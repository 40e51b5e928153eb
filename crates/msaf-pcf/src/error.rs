use msaf_common::ErrorCode;

/// Errors from the policy subsystem (BSF discovery, PCF sessions,
/// delivery boosts).
#[derive(Debug, thiserror::Error)]
pub enum PolicyError {
    #[error("policy session [{0}] does not exist")]
    SessionNotFound(String),

    #[error("no PCF serves this session")]
    NoPcfAvailable,

    #[error("a delivery boost is already active")]
    BoostAlreadyActive,

    #[error("{0}")]
    Upstream(String),

    #[error("upstream request timed out")]
    Timeout,
}

impl PolicyError {
    pub fn from_transport(e: reqwest::Error) -> Self {
        if e.is_timeout() {
            Self::Timeout
        } else {
            Self::Upstream(e.to_string())
        }
    }

    pub fn code(&self) -> ErrorCode {
        match self {
            Self::SessionNotFound(_) => ErrorCode::NotFound,
            Self::NoPcfAvailable | Self::BoostAlreadyActive => ErrorCode::Conflict,
            Self::Upstream(_) => ErrorCode::UpstreamError,
            Self::Timeout => ErrorCode::Timeout,
        }
    }
}

#[cfg(test)]
mod tests {
    use super::*;

    #[test]
    fn conflicts_map_to_409_and_upstream_to_502() {
        assert_eq!(PolicyError::BoostAlreadyActive.code().http_status(), 409);
        assert_eq!(PolicyError::NoPcfAvailable.code().http_status(), 409);
        assert_eq!(PolicyError::Upstream("x".into()).code().http_status(), 502);
        assert_eq!(PolicyError::Timeout.code().http_status(), 504);
        assert_eq!(
            PolicyError::SessionNotFound("x".into()).code().http_status(),
            404
        );
    }
}
//! Service access API (M5).
//!
//! The media client's side of the AF: service access information
//! retrieval, consumption and metrics report intake, dynamic policy
//! instantiation, and network assistance. Reads go against the
//! provisioning store; policy operations go through the policy
//! subsystem.

pub mod http;
pub mod reports;

use std::collections::HashMap;
use std::path::PathBuf;
use std::sync::Arc;

use serde_json::Value;

use msaf_pcf::PolicyCore;
use msaf_provisioning::ProvisioningCore;

/// M5 deployment facts.
#[derive(Debug, Clone)]
pub struct M5Config {
    pub data_collection_dir: PathBuf,
    /// `Cache-Control: max-age` for service access information.
    pub sai_cache_max_age: u32,
}

/// Shared state behind the M5 routes.
pub struct M5Core {
    pub provisioning: Arc<ProvisioningCore>,
    pub policy: Arc<PolicyCore>,
    pub config: M5Config,
    /// Client-supplied service data flow descriptions, kept per dynamic
    /// policy so reads echo what was provisioned.
    flow_descriptions: tokio::sync::Mutex<HashMap<String, Value>>,
}

impl M5Core {
    pub fn new(
        provisioning: Arc<ProvisioningCore>,
        policy: Arc<PolicyCore>,
        config: M5Config,
    ) -> Arc<Self> {
        Arc::new(Self {
            provisioning,
            policy,
            config,
            flow_descriptions: tokio::sync::Mutex::new(HashMap::new()),
        })
    }

    pub(crate) async fn remember_flows(&self, id: &str, flows: Option<Value>) {
        let mut map = self.flow_descriptions.lock().await;
        match flows {
            Some(flows) => {
                map.insert(id.to_string(), flows);
            }
            None => {
                map.remove(id);
            }
        }
    }

    pub(crate) async fn flows(&self, id: &str) -> Option<Value> {
        self.flow_descriptions.lock().await.get(id).cloned()
    }

    pub(crate) async fn forget_flows(&self, id: &str) {
        self.flow_descriptions.lock().await.remove(id);
    }
}
//! 5G Media Streaming Application Function daemon.

mod config;
mod wiring;

use std::process::ExitCode;

use clap::Parser;
use tokio_util::sync::CancellationToken;

use config::{AfConfig, Cli};
use wiring::RunError;

#[tokio::main]
async fn main() -> ExitCode {
    let cli = Cli::parse();

    let env_filter = tracing_subscriber::EnvFilter::try_new(&cli.log_level)
        .unwrap_or_else(|_| tracing_subscriber::EnvFilter::new("info"));
    tracing_subscriber::fmt().with_env_filter(env_filter).init();

    let config = match AfConfig::load(&cli.config) {
        Ok(config) => config,
        Err(e) => {
            tracing::error!(error = %e, "configuration error");
            return ExitCode::from(1);
        }
    };

    startup_diagnostics(&config);

    let cancel = CancellationToken::new();
    let shutdown = cancel.clone();
    tokio::spawn(async move {
        shutdown_signal().await;
        tracing::info!("shutting down");
        shutdown.cancel();
    });

    match wiring::run(config, cancel).await {
        Ok(()) => ExitCode::SUCCESS,
        Err(e @ RunError::Bind { .. }) => {
            tracing::error!(error = %e, "bind failure");
            ExitCode::from(2)
        }
        Err(e) => {
            tracing::error!(error = %e, "runtime failure");
            ExitCode::from(1)
        }
    }
}

/// Wait for Ctrl+C or SIGTERM.
async fn shutdown_signal() {
    #[cfg(unix)]
    {
        use tokio::signal::unix::{signal, SignalKind};
        let mut term = signal(SignalKind::terminate()).expect("signal handler");
        tokio::select! {
            _ = tokio::signal::ctrl_c() => {}
            _ = term.recv() => {}
        }
    }
    #[cfg(not(unix))]
    {
        let _ = tokio::signal::ctrl_c().await;
    }
}

fn startup_diagnostics(config: &AfConfig) {
    tracing::info!("msaf v{} starting", env!("CARGO_PKG_VERSION"));
    match hostname::get() {
        Ok(h) => tracing::info!("hostname: {}", h.to_string_lossy()),
        Err(e) => tracing::warn!(error = %e, "could not determine hostname"),
    }
    tracing::info!(
        server_name = %config.server_name,
        api_release = %config.api_release,
        "identity"
    );
    for endpoint in &config.listen {
        tracing::info!(
            role = ?endpoint.name,
            address = %endpoint.address,
            port = endpoint.port,
            http = ?endpoint.http,
            tls = endpoint.tls,
            "configured endpoint"
        );
    }
    for application_server in &config.application_servers {
        tracing::info!(
            host = %application_server.canonical_hostname,
            m3_port = application_server.m3_port,
            "configured application server"
        );
    }
    if config.bsf.is_none() && config.pcf.is_none() {
        tracing::info!("no BSF or PCF configured; policy features are recommendation-only");
    }
    if let Some(nrf) = &config.nrf {
        tracing::info!(endpoint = %nrf.endpoint, "NRF configured; using direct BSF/PCF endpoints for discovery");
    }
}
//! Shared plumbing for the msaf workspace.
//!
//! Wire-level error codes and RFC 7807 problem bodies, resource metadata
//! (entity tags, modification times, conditional request evaluation),
//! identifier minting, per-interface API descriptors for the `Server`
//! header, and the HTTP listener abstraction that lets each configured
//! endpoint pick an HTTP/1.1 or HTTP/2 backend.

pub mod api;
pub mod error;
pub mod ids;
pub mod metadata;
pub mod problem;
pub mod server;

pub use error::ErrorCode;
pub use metadata::ResourceMetadata;
pub use problem::{InvalidParam, Problem};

------------------------------------------------------------------------

# Exercise aim
Up to and including the last line above, starting with the line that contains "or HTTP/2 backend.", return each line exactly and nothing else.

# Expected output
//! endpoint pick an HTTP/1.1 or HTTP/2 backend.

pub mod api;
pub mod error;
pub mod ids;
pub mod metadata;
pub mod problem;
pub mod server;

pub use error::ErrorCode;
pub use metadata::ResourceMetadata;
pub use problem::{InvalidParam, Problem};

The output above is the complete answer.